Les auteurs se sont également intéressés au devenir des IFITM3 ainsi ubiquitinés. NEDD4, associé aux systèmes lysosomal et endosomal, adresse des protéines vers la voie de dégradation lysosomale. L’utilisation d’un inhibiteur de l’activation des protéases lysosomales, comme la chloroquine ou la bafilomycine, augmente effectivement le niveau intracellulaire d’IFITM3 en évitant sa dégradation lorsqu’il est ubiquitiné. En revanche, le protéasome n’est pas impliqué dans la dégradation des IFITM3 ubiquitinés.

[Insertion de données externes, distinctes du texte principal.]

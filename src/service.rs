use std::sync::Arc;

use crate::error::LeaveError;
use crate::model::leave_request::{
    CreateLeave, LeaveRequest, StatusPartition, partition_by_status,
};
use crate::store::LeaveStore;

/// Owns the leave request lifecycle: validation on submit, the pending ->
/// approved/rejected/cancelled transitions, and the query views behind the
/// employee and manager dashboards. Authorization stays with the caller;
/// this layer enforces only the state machine.
pub struct LeaveService {
    store: Arc<dyn LeaveStore>,
}

impl LeaveService {
    pub fn new(store: Arc<dyn LeaveStore>) -> Self {
        Self { store }
    }

    pub async fn create(&self, input: CreateLeave) -> Result<LeaveRequest, LeaveError> {
        let request = LeaveRequest::new(input)?;
        self.store.insert(&request).await?;
        tracing::info!(
            id = %request.id,
            employee_id = %request.employee_id,
            days = request.duration_days(),
            "Leave request submitted"
        );
        Ok(request)
    }

    pub async fn get(&self, id: &str) -> Result<LeaveRequest, LeaveError> {
        self.store.get(id).await?.ok_or(LeaveError::NotFound)
    }

    pub async fn approve(&self, id: &str) -> Result<LeaveRequest, LeaveError> {
        let mut request = self.get(id).await?;
        request.approve()?;
        self.commit(request).await
    }

    pub async fn reject(&self, id: &str, reason: &str) -> Result<LeaveRequest, LeaveError> {
        let mut request = self.get(id).await?;
        request.reject(reason)?;
        self.commit(request).await
    }

    pub async fn cancel(&self, id: &str) -> Result<LeaveRequest, LeaveError> {
        let mut request = self.get(id).await?;
        request.cancel()?;
        self.commit(request).await
    }

    /// Writes a settled record back. The store only accepts the write while
    /// the row is still pending, so the loser of a concurrent decision
    /// observes the same failure as a stale caller.
    async fn commit(&self, request: LeaveRequest) -> Result<LeaveRequest, LeaveError> {
        if !self.store.transition(&request).await? {
            return Err(LeaveError::InvalidTransition);
        }
        tracing::info!(id = %request.id, status = %request.status, "Leave request updated");
        Ok(request)
    }

    pub async fn list_by_employee(
        &self,
        employee_id: &str,
    ) -> Result<Vec<LeaveRequest>, LeaveError> {
        Ok(self.store.list_by_employee(employee_id).await?)
    }

    /// The manager queue. Scoped tenant-wide, not per manager or department.
    pub async fn list_pending_for_manager(&self) -> Result<Vec<LeaveRequest>, LeaveError> {
        Ok(self.store.list_pending().await?)
    }

    pub async fn partition_for_employee(
        &self,
        employee_id: &str,
    ) -> Result<StatusPartition, LeaveError> {
        let requests = self.list_by_employee(employee_id).await?;
        Ok(partition_by_status(requests))
    }
}

#[cfg(test)]
mod tests {
    use super::*;
    use crate::model::leave_request::LeaveStatus;
    use crate::store::MemoryStore;
    use chrono::NaiveDate;

    fn service() -> LeaveService {
        LeaveService::new(Arc::new(MemoryStore::new()))
    }

    fn input(employee_id: &str, start: &str, end: &str, leave_type: &str) -> CreateLeave {
        CreateLeave {
            employee_id: employee_id.to_string(),
            start_date: start.parse::<NaiveDate>().ok(),
            end_date: end.parse::<NaiveDate>().ok(),
            leave_type: leave_type.to_string(),
            reason: None,
        }
    }

    #[actix_web::test]
    async fn created_request_is_visible_to_both_views() {
        let service = service();
        let request = service
            .create(input("e1", "2025-05-01", "2025-05-05", "vacation"))
            .await
            .unwrap();

        assert_eq!(request.status, LeaveStatus::Pending);
        assert_eq!(request.duration_days(), 5);

        let mine = service.list_by_employee("e1").await.unwrap();
        assert!(mine.iter().any(|r| r.id == request.id));

        let queue = service.list_pending_for_manager().await.unwrap();
        assert!(queue.iter().any(|r| r.id == request.id));
    }

    #[actix_web::test]
    async fn create_validation_failures_store_nothing() {
        let service = service();

        let err = service
            .create(input("e1", "2025-05-10", "2025-05-05", "vacation"))
            .await
            .unwrap_err();
        assert!(matches!(err, LeaveError::EndBeforeStart));

        let err = service
            .create(input("e1", "2025-05-01", "2025-05-05", "sabbatical"))
            .await
            .unwrap_err();
        assert!(matches!(err, LeaveError::InvalidLeaveType));

        assert!(service.list_by_employee("e1").await.unwrap().is_empty());
        assert!(service.list_pending_for_manager().await.unwrap().is_empty());
    }

    #[actix_web::test]
    async fn approve_is_not_repeatable() {
        let service = service();
        let request = service
            .create(input("e1", "2025-05-01", "2025-05-02", "sick"))
            .await
            .unwrap();

        let approved = service.approve(&request.id).await.unwrap();
        assert_eq!(approved.status, LeaveStatus::Approved);

        let err = service.approve(&request.id).await.unwrap_err();
        assert!(matches!(err, LeaveError::InvalidTransition));

        // The stored record is unchanged by the failed second attempt.
        let stored = service.get(&request.id).await.unwrap();
        assert_eq!(stored.status, LeaveStatus::Approved);
    }

    #[actix_web::test]
    async fn reject_stores_the_reason_and_blocks_later_decisions() {
        let service = service();
        let request = service
            .create(input("e1", "2025-05-01", "2025-05-05", "vacation"))
            .await
            .unwrap();

        let err = service.reject(&request.id, "  ").await.unwrap_err();
        assert!(matches!(err, LeaveError::MissingRejectionReason));
        assert!(service.get(&request.id).await.unwrap().is_pending());

        let rejected = service
            .reject(&request.id, "Coverage unavailable")
            .await
            .unwrap();
        assert_eq!(rejected.status, LeaveStatus::Rejected);
        assert_eq!(
            rejected.rejection_reason.as_deref(),
            Some("Coverage unavailable")
        );

        let err = service.approve(&request.id).await.unwrap_err();
        assert!(matches!(err, LeaveError::InvalidTransition));
        let err = service.cancel(&request.id).await.unwrap_err();
        assert!(matches!(err, LeaveError::InvalidTransition));
    }

    #[actix_web::test]
    async fn cancel_only_works_while_pending() {
        let service = service();
        let request = service
            .create(input("e1", "2025-06-15", "2025-06-18", "personal"))
            .await
            .unwrap();

        let cancelled = service.cancel(&request.id).await.unwrap();
        assert_eq!(cancelled.status, LeaveStatus::Cancelled);

        let err = service.cancel(&request.id).await.unwrap_err();
        assert!(matches!(err, LeaveError::InvalidTransition));
    }

    #[actix_web::test]
    async fn unknown_id_is_not_found() {
        let service = service();
        assert!(matches!(
            service.approve("missing").await.unwrap_err(),
            LeaveError::NotFound
        ));
        assert!(matches!(
            service.reject("missing", "because").await.unwrap_err(),
            LeaveError::NotFound
        ));
        assert!(matches!(
            service.cancel("missing").await.unwrap_err(),
            LeaveError::NotFound
        ));
    }

    #[actix_web::test]
    async fn settled_requests_leave_the_manager_queue() {
        let service = service();
        let first = service
            .create(input("e1", "2025-05-01", "2025-05-05", "vacation"))
            .await
            .unwrap();
        let second = service
            .create(input("e2", "2025-05-15", "2025-05-18", "sick"))
            .await
            .unwrap();

        service.approve(&first.id).await.unwrap();

        let queue = service.list_pending_for_manager().await.unwrap();
        assert_eq!(queue.len(), 1);
        assert_eq!(queue[0].id, second.id);
    }

    #[actix_web::test]
    async fn partition_mirrors_the_dashboard_tabs() {
        let service = service();
        let pending = service
            .create(input("e1", "2025-05-01", "2025-05-05", "vacation"))
            .await
            .unwrap();
        let approved = service
            .create(input("e1", "2025-06-15", "2025-06-18", "sick"))
            .await
            .unwrap();
        let rejected = service
            .create(input("e1", "2025-07-10", "2025-07-10", "personal"))
            .await
            .unwrap();
        service
            .create(input("e2", "2025-07-10", "2025-07-10", "personal"))
            .await
            .unwrap();

        service.approve(&approved.id).await.unwrap();
        service.reject(&rejected.id, "Understaffed").await.unwrap();

        let partition = service.partition_for_employee("e1").await.unwrap();
        assert_eq!(partition.pending.len(), 1);
        assert_eq!(partition.pending[0].id, pending.id);
        assert_eq!(partition.approved.len(), 1);
        assert_eq!(partition.other.len(), 1);
        assert_eq!(partition.other[0].id, rejected.id);
    }

    #[actix_web::test]
    async fn end_to_end_reject_flow() {
        let service = service();
        let request = service
            .create(input("e1", "2025-05-01", "2025-05-05", "vacation"))
            .await
            .unwrap();
        assert_eq!(request.duration_days(), 5);

        let queue = service.list_pending_for_manager().await.unwrap();
        assert!(queue.iter().any(|r| r.id == request.id));

        let rejected = service
            .reject(&request.id, "Coverage unavailable")
            .await
            .unwrap();
        assert_eq!(rejected.status, LeaveStatus::Rejected);
        assert_eq!(
            rejected.rejection_reason.as_deref(),
            Some("Coverage unavailable")
        );

        assert!(matches!(
            service.approve(&request.id).await.unwrap_err(),
            LeaveError::InvalidTransition
        ));
    }
}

L’utilisation du MG132, inhibiteur de la voie protéasomale, n’augmente pas en effet le niveau intracellulaire d’IFITM3.

Ce travail permet également de faire le lien entre NEDD4 et l’activité antivirale d’IFITM3 (Figure 2). L’abolition de l’expression de NEDD4 dans une lignée de cellules humaines pulmonaires permet en effet de réduire l’ubiquitination et ainsi d’augmenter le niveau intracellulaire d’IFITM3. Les cellules dépourvues de NEDD4 sont alors environ trois fois plus résistantes à l’infection par un virus Influenza A.

Conclusions

Le mécanisme antiviral d’IFITM3 n’est pas encore bien compris. Il a été suggéré qu’IFITM3 pouvait modifier le métabolisme de la cellule en influençant la fluidité membranaire afin de bloquer l’entrée du virus. Cette nouvelle étude de l’équipe de Jacob S Yount [9] est la première à identifier un régulateur négatif cellulaire de IFITM3. La présence de NEDD4, comme régulateur négatif, semble donc indiquer qu’en l’absence d’infection virale, l’action d’IFITM3 pourrait être délétère pour le métabolisme de la cellule. En revanche, lors d’une infection virale, la stimulation par les IFNα/β permettrait d’augmenter l’expression d’IFITM3, ce qui bloquerait la réplication virale. De manière intéressante, parmi les gènes stimulés par l’IFN (les ISG, interferon stimulated genes), on trouve le gène ISG15 qui code une protéine qui se lie à NEDD4 et bloque son action [11]. L’augmentation du niveau intracellulaire d’IFITM3 lors de la réponse interféron résulte donc de deux mécanismes : l’augmentation de son expression et l’inhibition de sa dégradation lysosomale par NEDD4. Apparaissant naturellement lors de la réponse IFN, l’inhibition à court terme de NEDD4 est soutenue par le métabolisme cellulaire. Le développement d’inhibiteurs de NEDD4 pourrait donc potentiellement représenter une nouvelle approche préventive de lutte contre de multiples infections virales.

Liens d’intérêt

Les auteurs déclarent n’avoir aucun lien d’intérêt concernant les données publiées dans cet article.

 
Footnotes
1 Incapables de survivre en dehors d’une cellule.
2 Tyrosine-Acide glutamique-Méthionine-Leucine.
3 Phospho-transférase spécifique de la tyrosine, appartenant à la famille des tyrosine protéine kinases Src, principalement localisée au niveau de la membrane plasmique et participant à la régulation de plusieurs voies de signalisation.
4 PPxY : P = proline, x = un acide aminé quelconque et Y = tyrosine.